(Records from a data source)
--- START ---

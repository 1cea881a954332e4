use std::cell::RefCell;
use std::rc::Rc;

use gloo_net::http::Request;
use thiserror::Error;
use yew::prelude::*;
use yew_hooks::prelude::*;

use super::models::ProjectRecord;
use crate::config;

#[derive(Error, Debug, Clone, PartialEq)]
pub enum ProjectsError {
    #[error("request failed: {0}")]
    Request(String),
    #[error("backend answered {0}")]
    Status(u16),
    #[error("could not decode projects: {0}")]
    Decode(String),
}

/// What the showcase needs from the data layer.
#[derive(Clone, PartialEq)]
pub struct ProjectsState {
    pub data: Rc<Vec<ProjectRecord>>,
    pub loading: bool,
}

thread_local! {
    // One fetch per page load; remounts reuse it.
    static CACHE: RefCell<Option<Rc<Vec<ProjectRecord>>>> = RefCell::new(None);
}

pub fn projects_url(base: &str) -> String {
    format!(
        "{}/rest/v1/projects?select={}&order={}",
        base.trim_end_matches('/'),
        urlencoding::encode("*"),
        urlencoding::encode("id.asc"),
    )
}

/// Decodes the REST payload row by row. A row that can't be read is logged
/// and skipped; only a body that isn't a list fails.
pub fn parse_projects(body: &str) -> Result<Vec<ProjectRecord>, ProjectsError> {
    let rows: Vec<serde_json::Value> =
        serde_json::from_str(body).map_err(|e| ProjectsError::Decode(e.to_string()))?;

    Ok(rows
        .into_iter()
        .enumerate()
        .filter_map(|(position, row)| match serde_json::from_value::<ProjectRecord>(row) {
            Ok(project) => Some(project),
            Err(e) => {
                log::warn!("skipping unreadable project row {}: {}", position, e);
                None
            }
        })
        .collect())
}

async fn fetch_projects() -> Result<Vec<ProjectRecord>, ProjectsError> {
    let key = config::get_anon_key();
    let response = Request::get(&projects_url(config::get_backend_url()))
        .header("apikey", key)
        .header("Authorization", &format!("Bearer {}", key))
        .send()
        .await
        .map_err(|e| ProjectsError::Request(e.to_string()))?;

    if !response.ok() {
        return Err(ProjectsError::Status(response.status()));
    }

    let body = response
        .text()
        .await
        .map_err(|e| ProjectsError::Request(e.to_string()))?;
    parse_projects(&body)
}

async fn load_projects() -> Result<Rc<Vec<ProjectRecord>>, ProjectsError> {
    if let Some(cached) = CACHE.with(|cache| cache.borrow().clone()) {
        return Ok(cached);
    }
    match fetch_projects().await {
        Ok(projects) => {
            log::info!("loaded {} projects", projects.len());
            let projects = Rc::new(projects);
            CACHE.with(|cache| *cache.borrow_mut() = Some(projects.clone()));
            Ok(projects)
        }
        Err(e) => {
            log::error!("failed to load projects: {}", e);
            Err(e)
        }
    }
}

/// Read-only view of the project list. Failures degrade to an empty list.
#[hook]
pub fn use_projects() -> ProjectsState {
    let state = use_async_with_options(load_projects(), UseAsyncOptions::enable_auto());

    let data = state.data.clone().unwrap_or_default();
    // Before the first run `loading` is still false; treat that as loading too.
    let loading = state.loading || (state.data.is_none() && state.error.is_none());

    ProjectsState { data, loading }
}

#[cfg(test)]
mod tests {
    use super::*;

    #[test]
    fn url_targets_the_rest_endpoint() {
        assert_eq!(
            projects_url("https://demo.supabase.co/"),
            "https://demo.supabase.co/rest/v1/projects?select=%2A&order=id.asc"
        );
    }

    #[test]
    fn parses_a_rest_payload() {
        let body = r#"[
            {"id": 1, "title": "Chez Awa", "description": "Restaurant",
             "image": "a.png", "link": "https://awa.example",
             "tech": ["React"], "results": ["+40%"], "content_project_modal": null},
            {"id": "2", "title": "Maison Kente", "description": "Mode",
             "image": "b.png", "link": "https://kente.example"}
        ]"#;
        let projects = parse_projects(body).unwrap();
        assert_eq!(projects.len(), 2);
        assert_eq!(projects[1].id, "2");
        assert!(projects[1].tech.is_empty());
    }

    #[test]
    fn null_columns_keep_every_row() {
        let body = r#"[
            {"id": 1, "title": "Chez Awa", "description": "Restaurant",
             "image": "a.png", "link": "https://awa.example", "tech": ["React"]},
            {"id": 2, "title": "Maison Kente", "description": "Mode",
             "image": "b.png", "link": null, "tech": ["Vue"]},
            {"id": 3, "title": "Coach Ama", "description": null,
             "image": "c.png", "link": "https://ama.example", "tech": null}
        ]"#;
        let projects = parse_projects(body).unwrap();
        let ids: Vec<&str> = projects.iter().map(|p| p.id.as_str()).collect();
        assert_eq!(ids, vec!["1", "2", "3"]);
        assert!(projects[1].link.is_empty());
        assert!(projects[2].tech.is_empty());
    }

    #[test]
    fn unreadable_row_is_skipped_not_fatal() {
        let body = r#"[
            {"id": 1, "title": "Chez Awa"},
            {"id": {"nested": true}, "title": "Cassé"},
            {"id": 3, "title": null},
            {"id": "4", "title": "Maison Kente"}
        ]"#;
        let projects = parse_projects(body).unwrap();
        let ids: Vec<&str> = projects.iter().map(|p| p.id.as_str()).collect();
        assert_eq!(ids, vec!["1", "4"]);
    }

    #[test]
    fn non_list_payload_is_a_decode_error() {
        let err = parse_projects(r#"{"message": "JWT expired"}"#).unwrap_err();
        assert!(matches!(err, ProjectsError::Decode(_)));
    }
}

--- END ---

Retype the first line of the entries and every line after it, please, through the line that contains "remounts reuse it.". Add nothing.

Solution to this task:
repository 1cea881a954332e4
use std::cell::RefCell;
use std::rc::Rc;

use gloo_net::http::Request;
use thiserror::Error;
use yew::prelude::*;
use yew_hooks::prelude::*;

use super::models::ProjectRecord;
use crate::config;

#[derive(Error, Debug, Clone, PartialEq)]
pub enum ProjectsError {
    #[error("request failed: {0}")]
    Request(String),
    #[error("backend answered {0}")]
    Status(u16),
    #[error("could not decode projects: {0}")]
    Decode(String),
}

/// What the showcase needs from the data layer.
#[derive(Clone, PartialEq)]
pub struct ProjectsState {
    pub data: Rc<Vec<ProjectRecord>>,
    pub loading: bool,
}

thread_local! {
    // One fetch per page load; remounts reuse it.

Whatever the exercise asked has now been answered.